Here’s an article about making live bait vibrant any time of the year, the heat of summer, winter, spring or fall – “Supercharging Your Live Bait” Only a fisherman can make bait vibrant by dissolving this gas (pure 100% welding oxygen) in the bait tank. Making bait vibrant cannot be done with mechanical aerators, air, bigger water pumps, more water or all the bait saver livewell chemicals.

*Supercharge Your Live Baits *
www.georgepoveromo.com/content.php?pid=64
1.	Cached
2.	Similar
To help maintain this edge, a growing number of serious live-baiters have been “supercharging” their baits by injecting pure, compressed oxygen into the ...

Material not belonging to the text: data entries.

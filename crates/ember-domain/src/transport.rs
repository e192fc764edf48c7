//! Asynchronous point-to-point message transport between ranks.
//!
//! [`Transport`] is the non-blocking post/test/complete contract the
//! exchange, termination and collective layers are written against.
//! Messages are flat `f64` arrays matched by `(source, tag)`; messages with
//! the same source and tag are delivered in send order.
//!
//! [`ChannelTransport`] implements it in-process: one crossbeam mailbox
//! per rank. A send completes when the receiver matches it, so
//! [`Transport::test_send`] reports real delivery.

use std::collections::VecDeque;
use std::sync::atomic::{AtomicBool, Ordering};
use std::sync::{Arc, Mutex};

use crossbeam_channel::{Receiver, Sender};
use crossbeam_utils::Backoff;
use indexmap::IndexMap;

use ember_core::{fatal, RankId, Site};

/// Message tag.
pub type Tag = u32;

/// Tag ranges for the message streams of a run with `size` ranks.
///
/// | stream       | tag               |
/// |--------------|-------------------|
/// | particles    | `source`          |
/// | credits      | `size + child`    |
/// | probes       | `2 * size + parent` |
/// | aborts       | `3 * size + source` |
/// | collectives  | `4 * size + k`    |
#[derive(Clone, Copy, Debug, PartialEq, Eq)]
pub struct TagLayout {
    size: u32,
}

impl TagLayout {
    /// Layout for `size` ranks.
    pub fn new(size: usize) -> Self {
        Self { size: size as u32 }
    }

    /// Particle batches sent by `source`.
    pub fn particles(self, source: RankId) -> Tag {
        source.0
    }

    /// Wave reports sent up by `child`.
    pub fn credits(self, child: RankId) -> Tag {
        self.size + child.0
    }

    /// Termination probes sent down by `parent`.
    pub fn probes(self, parent: RankId) -> Tag {
        2 * self.size + parent.0
    }

    /// Abort notices sent by `source` when it gives up on a batch.
    pub fn aborts(self, source: RankId) -> Tag {
        3 * self.size + source.0
    }

    /// Collective stream `k`.
    pub fn collective(self, k: u32) -> Tag {
        4 * self.size + k
    }
}

/// Handle of a posted send.
#[derive(Debug)]
pub struct SendRequest {
    delivered: Arc<AtomicBool>,
}

impl SendRequest {
    /// A request that is already complete.
    pub fn completed() -> Self {
        Self {
            delivered: Arc::new(AtomicBool::new(true)),
        }
    }

    fn is_done(&self) -> bool {
        self.delivered.load(Ordering::Acquire)
    }
}

/// Handle of a posted receive.
#[derive(Clone, Copy, Debug, PartialEq, Eq)]
pub struct RecvRequest {
    /// Rank the message must come from.
    pub source: RankId,
    /// Tag the message must carry.
    pub tag: Tag,
}

/// Non-blocking message passing between ranks.
pub trait Transport: Send + Sync {
    /// This rank.
    fn rank(&self) -> RankId;

    /// Number of ranks.
    fn size(&self) -> usize;

    /// Start sending `payload` to `dest`. Never blocks.
    fn isend(&self, dest: RankId, tag: Tag, payload: Vec<f64>) -> SendRequest;

    /// Whether the send has completed.
    fn test_send(&self, request: &SendRequest) -> bool;

    /// Block until the send has completed.
    fn wait_send(&self, request: &SendRequest) {
        let backoff = Backoff::new();
        while !self.test_send(request) {
            backoff.snooze();
        }
    }

    /// Post a receive for the next message from `source` with `tag`.
    fn irecv(&self, source: RankId, tag: Tag) -> RecvRequest;

    /// Complete a posted receive if a matching message has arrived.
    fn test_recv(&self, request: &RecvRequest) -> Option<Vec<f64>>;

    /// Block until a matching message arrives.
    fn recv(&self, source: RankId, tag: Tag) -> Vec<f64> {
        let request = self.irecv(source, tag);
        let backoff = Backoff::new();
        loop {
            if let Some(payload) = self.test_recv(&request) {
                return payload;
            }
            backoff.snooze();
        }
    }
}

struct Envelope {
    source: RankId,
    tag: Tag,
    payload: Vec<f64>,
    delivered: Arc<AtomicBool>,
}

/// In-process transport: every rank is a [`ChannelTransport`] endpoint.
pub struct ChannelTransport {
    rank: RankId,
    peers: Arc<[Sender<Envelope>]>,
    inbox: Receiver<Envelope>,
    /// Arrived but unmatched messages, per `(source, tag)` in arrival order.
    unmatched: Mutex<IndexMap<(RankId, Tag), VecDeque<Envelope>>>,
}

// Compile-time assertion: ChannelTransport must be Send + Sync.
const _: fn() = || {
    fn assert<T: Send + Sync>() {}
    assert::<ChannelTransport>();
};

impl ChannelTransport {
    /// Create `n` connected endpoints, indexed by rank.
    pub fn cluster(n: usize) -> Vec<ChannelTransport> {
        let (senders, receivers): (Vec<_>, Vec<_>) =
            (0..n).map(|_| crossbeam_channel::unbounded()).unzip();
        let peers: Arc<[Sender<Envelope>]> = senders.into();
        receivers
            .into_iter()
            .enumerate()
            .map(|(i, inbox)| ChannelTransport {
                rank: RankId(i as u32),
                peers: Arc::clone(&peers),
                inbox,
                unmatched: Mutex::new(IndexMap::new()),
            })
            .collect()
    }
}

impl Transport for ChannelTransport {
    fn rank(&self) -> RankId {
        self.rank
    }

    fn size(&self) -> usize {
        self.peers.len()
    }

    fn isend(&self, dest: RankId, tag: Tag, payload: Vec<f64>) -> SendRequest {
        let Some(peer) = self.peers.get(dest.index()) else {
            fatal!(
                Site::here("transport"),
                "send to rank {dest} outside cluster of {}",
                self.peers.len()
            );
        };
        let delivered = Arc::new(AtomicBool::new(false));
        let envelope = Envelope {
            source: self.rank,
            tag,
            payload,
            delivered: Arc::clone(&delivered),
        };
        if peer.send(envelope).is_err() {
            tracing::warn!(rank = %self.rank, %dest, tag, "send to a rank that has shut down");
        }
        SendRequest { delivered }
    }

    fn test_send(&self, request: &SendRequest) -> bool {
        request.is_done()
    }

    fn irecv(&self, source: RankId, tag: Tag) -> RecvRequest {
        RecvRequest { source, tag }
    }

    fn test_recv(&self, request: &RecvRequest) -> Option<Vec<f64>> {
        let mut unmatched = self.unmatched.lock().unwrap_or_else(|e| e.into_inner());
        while let Ok(envelope) = self.inbox.try_recv() {
            unmatched
                .entry((envelope.source, envelope.tag))
                .or_default()
                .push_back(envelope);
        }
        let envelope = unmatched
            .get_mut(&(request.source, request.tag))?
            .pop_front()?;
        envelope.delivered.store(true, Ordering::Release);
        Some(envelope.payload)
    }
}

#[cfg(test)]
mod tests {
    use super::*;

    #[test]
    fn tag_streams_are_disjoint() {
        let tags = TagLayout::new(4);
        let mut all = Vec::new();
        for r in 0..4 {
            let r = RankId(r);
            all.extend([tags.particles(r), tags.credits(r), tags.probes(r), tags.aborts(r)]);
        }
        all.extend([tags.collective(0), tags.collective(1)]);
        let n = all.len();
        all.sort_unstable();
        all.dedup();
        assert_eq!(all.len(), n);
        assert_eq!(tags.credits(RankId(1)), 5);
        assert_eq!(tags.probes(RankId(0)), 8);
        assert_eq!(tags.aborts(RankId(3)), 15);
        assert_eq!(tags.collective(0), 16);
    }

    #[test]
    fn send_completes_on_match() {
        let cluster = ChannelTransport::cluster(2);
        let req = cluster[0].isend(RankId(1), 7, vec![1.0, 2.0]);
        assert!(!cluster[0].test_send(&req));
        let recv = cluster[1].irecv(RankId(0), 7);
        assert_eq!(cluster[1].test_recv(&recv), Some(vec![1.0, 2.0]));
        assert!(cluster[0].test_send(&req));
        assert_eq!(cluster[1].test_recv(&recv), None);
    }

    #[test]
    fn matching_is_per_source_and_tag_in_order() {
        let cluster = ChannelTransport::cluster(3);
        cluster[0].isend(RankId(2), 1, vec![1.0]);
        cluster[1].isend(RankId(2), 1, vec![10.0]);
        cluster[0].isend(RankId(2), 2, vec![2.0]);
        cluster[0].isend(RankId(2), 1, vec![3.0]);
        let from0 = cluster[2].irecv(RankId(0), 1);
        assert_eq!(cluster[2].test_recv(&from0), Some(vec![1.0]));
        assert_eq!(cluster[2].test_recv(&from0), Some(vec![3.0]));
        assert_eq!(cluster[2].test_recv(&from0), None);
        assert_eq!(cluster[2].recv(RankId(0), 2), vec![2.0]);
        assert_eq!(cluster[2].recv(RankId(1), 1), vec![10.0]);
    }

    #[test]
    fn wait_send_blocks_until_peer_receives() {
        let cluster = ChannelTransport::cluster(2);
        std::thread::scope(|s| {
            let sender = &cluster[0];
            let receiver = &cluster[1];
            s.spawn(move || {
                let req = sender.isend(RankId(1), 0, vec![4.0]);
                sender.wait_send(&req);
                assert!(sender.test_send(&req));
            });
            s.spawn(move || {
                assert_eq!(receiver.recv(RankId(0), 0), vec![4.0]);
            });
        });
    }
}
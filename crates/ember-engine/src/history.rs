//! Collaborator traits and the per-history handle.
//!
//! Physics and geometry live outside this crate. The engine drives them
//! through two traits:
//!
//! - [`Source`] samples the starting particles of a batch.
//! - [`Tracker`] follows one particle until something happens to it and
//!   reports the outcome as a [`Fate`].
//!
//! A tracker sees the particle through a [`History`], which exposes the
//! record fields and the operations that create new particles (secondaries,
//! splits, bank sites) on the calling worker's own structures.

use ember_arena::Arena;
use ember_bank::{species_of, ParticleStacks, WorkerFifos};
use ember_core::record::particle;
use ember_core::{fatal, BankError, DomainId, Offset, RankId, Site, Species, WorkerId};

use crate::scores::{ScoreBuffer, ScoreId};

/// What happened to a tracked particle.
#[derive(Clone, Copy, Debug, PartialEq, Eq)]
pub enum Fate {
    /// Absorbed; the record is recycled.
    Absorbed,
    /// Left the geometry; the record is recycled.
    Leaked,
    /// Stopped at a domain boundary or event and must be tracked again.
    ///
    /// The engine routes it by its `DOMAIN` field: back onto the worker's
    /// queue when local, to the owning rank otherwise.
    Moved,
    /// Stored in the bank for the next generation.
    Banked,
}

/// A particle drawn from a [`Source`].
#[derive(Clone, Copy, Debug, PartialEq)]
pub struct SourceParticle {
    /// Species of the particle.
    pub species: Species,
    /// Domain the starting position lies in.
    pub domain: DomainId,
    /// Position `(x, y, z)`.
    pub position: [f64; 3],
    /// Direction cosines `(u, v, w)`.
    pub direction: [f64; 3],
    /// Kinetic energy.
    pub energy: f64,
    /// Statistical weight.
    pub weight: f64,
    /// Identical histories this entry stands for. Entries above one go
    /// through the shared common queue and are split among workers.
    pub multiplicity: u32,
}

impl SourceParticle {
    /// Write the sampled state into a freshly taken record.
    pub(crate) fn write(&self, arena: &Arena, record: Offset, history: u64) {
        arena.put(record + particle::DOMAIN, self.domain.field());
        arena.put(record + particle::MULTIPLICITY, self.multiplicity.max(1) as f64);
        let [x, y, z] = self.position;
        let [u, v, w] = self.direction;
        for (field, value) in [
            (particle::X, x),
            (particle::Y, y),
            (particle::Z, z),
            (particle::U, u),
            (particle::V, v),
            (particle::W, w),
            (particle::ENERGY, self.energy),
            (particle::WEIGHT, self.weight),
            (particle::HISTORY, history as f64),
        ] {
            arena.put(record + field, value);
        }
    }
}

/// Samples the starting particles of each batch.
///
/// Histories `0..histories(batch)` are split evenly across ranks; each
/// rank samples its own share. `sample` must be deterministic in
/// `(batch, history)` so results do not depend on the rank count.
pub trait Source: Sync {
    /// Total histories started in `batch`, over all ranks.
    fn histories(&self, batch: u64) -> u64;

    /// Sample history `history` of `batch`.
    fn sample(&self, batch: u64, history: u64) -> SourceParticle;
}

/// Follows one particle to its next event.
///
/// Called concurrently from every worker thread of a rank.
pub trait Tracker: Sync {
    /// Track the particle in `history` and report what became of it.
    ///
    /// A `BankError` from creating secondaries aborts the batch.
    fn track(&self, history: &mut History<'_>) -> Result<Fate, BankError>;
}

/// A tracker's view of the particle it is following.
pub struct History<'a> {
    pub(crate) arena: &'a Arena,
    pub(crate) stacks: &'a ParticleStacks,
    pub(crate) queues: &'a WorkerFifos,
    pub(crate) bank: &'a WorkerFifos,
    pub(crate) scores: &'a [ScoreBuffer],
    pub(crate) rank: RankId,
    pub(crate) worker: WorkerId,
    pub(crate) batch: u64,
    pub(crate) particle: Offset,
    pub(crate) emitted: u64,
    pub(crate) banked: u64,
}

impl<'a> History<'a> {
    /// Offset of the particle record.
    pub fn particle(&self) -> Offset {
        self.particle
    }

    /// Species of the particle.
    pub fn species(&self) -> Species {
        species_of(self.arena, self.particle)
    }

    /// Read a field of the particle record, e.g. [`particle::ENERGY`].
    pub fn get(&self, field: usize) -> f64 {
        self.arena.get(self.particle + field)
    }

    /// Write a field of the particle record.
    pub fn put(&self, field: usize, value: f64) {
        self.arena.put(self.particle + field, value);
    }

    /// Move the particle into `domain`.
    pub fn set_domain(&self, domain: DomainId) {
        self.put(particle::DOMAIN, domain.field());
    }

    /// Domain recorded on the particle. Fatal if the field is not a domain.
    pub fn domain(&self) -> DomainId {
        let field = self.get(particle::DOMAIN);
        match DomainId::from_field(field) {
            Some(d) => d,
            None => fatal!(
                Site::here("history").at(self.particle),
                "particle carries invalid domain {field}"
            ),
        }
    }

    /// The arena, for collaborators that address records directly.
    pub fn arena(&self) -> &'a Arena {
        self.arena
    }

    /// Rank tracking this history.
    pub fn rank(&self) -> RankId {
        self.rank
    }

    /// Worker tracking this history.
    pub fn worker(&self) -> WorkerId {
        self.worker
    }

    /// Batch index.
    pub fn batch(&self) -> u64 {
        self.batch
    }

    /// Create a secondary of `species` at the particle's position and put
    /// it on this worker's queue. The caller fills in direction and energy.
    pub fn emit(&mut self, species: Species) -> Result<Offset, BankError> {
        let secondary = self.stacks.take(self.arena, species, self.worker)?;
        self.inherit(secondary, 0.0);
        self.queues.push(self.arena, self.worker, secondary);
        self.emitted += 1;
        Ok(secondary)
    }

    /// Queue an exact copy of the particle (splitting).
    pub fn duplicate(&mut self) -> Result<Offset, BankError> {
        let copy = self.stacks.duplicate(self.arena, self.particle, self.worker)?;
        self.queues.push(self.arena, self.worker, copy);
        self.emitted += 1;
        Ok(copy)
    }

    /// Store a site of `species` for the next generation at the particle's
    /// position. The caller fills in direction and energy.
    pub fn bank(&mut self, species: Species) -> Result<Offset, BankError> {
        let site = self.stacks.take(self.arena, species, self.worker)?;
        self.inherit(site, 1.0);
        self.bank.push(self.arena, self.worker, site);
        self.banked += 1;
        Ok(site)
    }

    fn inherit(&self, child: Offset, generation_step: f64) {
        let a = self.arena;
        for field in [
            particle::DOMAIN,
            particle::X,
            particle::Y,
            particle::Z,
            particle::WEIGHT,
            particle::TIME,
            particle::HISTORY,
        ] {
            a.put(child + field, a.get(self.particle + field));
        }
        a.put(
            child + particle::GENERATION,
            a.get(self.particle + particle::GENERATION) + generation_step,
        );
    }

    /// Add `value * weight` to bin `bins` of score `id`.
    pub fn score(&self, id: ScoreId, value: f64, weight: f64, bins: &[usize]) {
        match self.scores.get(id.0) {
            Some(buffer) => buffer.add_score(self.worker, value, weight, bins),
            None => fatal!(
                Site::here("score"),
                "score id {} not registered ({} buffers)",
                id.0,
                self.scores.len()
            ),
        }
    }
}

Of course all fishermen can chose if he does or does not want to make his live bait vibrant or not, but there are choices for each his own. 
What do you think about making live bait vibrant bait in the heat of summer with oxygen, not air?


----------



## pods (Sep 10, 2013)

You can just keep fewer baits in the livewell as temps go up. Higher temps=lower levels of dissolved oxygen, combined with the fish's higher rate of respiration means higher oxygen requirements. Also leads to higher ammonia in the water, so water changes help.
But, the amount of oxygen that can be held by example, 90 degree water, is fixed. So a bubbler is not going to help you beyond the capacity of the water to hold oxygen.
Cooler water helps, as cold water holds more dissolved gas.
As temps increase, you just cannot hold as many fish in your tank as you can when it is cooler.
http://docs.engineeringtoolbox.com/documents/639/oxygen-solubility-water-2.png


----------



## John 24 (Apr 23, 2016)

OXYGENATION by Brian Vinci, Ph.D. and Steven Summerfelt, Ph.D, The Freshwater Institute, Sheperdstown, WV http://ag.arizona.edu/azaqua/ista/I...06/8 Gas Transfer/Oxygenation/Oxygenation.pdf 

*Since Dissolved Oxygen is usually the first limitation on stocking density,
increasing oxygen levels directly increase the carrying capacity of systems, often
dramatically.

*If only air is used to provide oxygen, carrying capacity is usually limited to less
than 40 kg/m3 (1/3 lb/gal).

GAS TRANSFER
When air [21% O2, partial pressure at sea level 159 mm/hg] is in contact with water, dissolved gases in the water attempt to reach equilibrium with the partial pressures of the gases in the atmosphere. Two factors that directly impact the rate of gas transfer are first the area of gas-liquid interface and second the difference between the concentration (partial pressure) at saturation and the existing concentration of the gas in the water.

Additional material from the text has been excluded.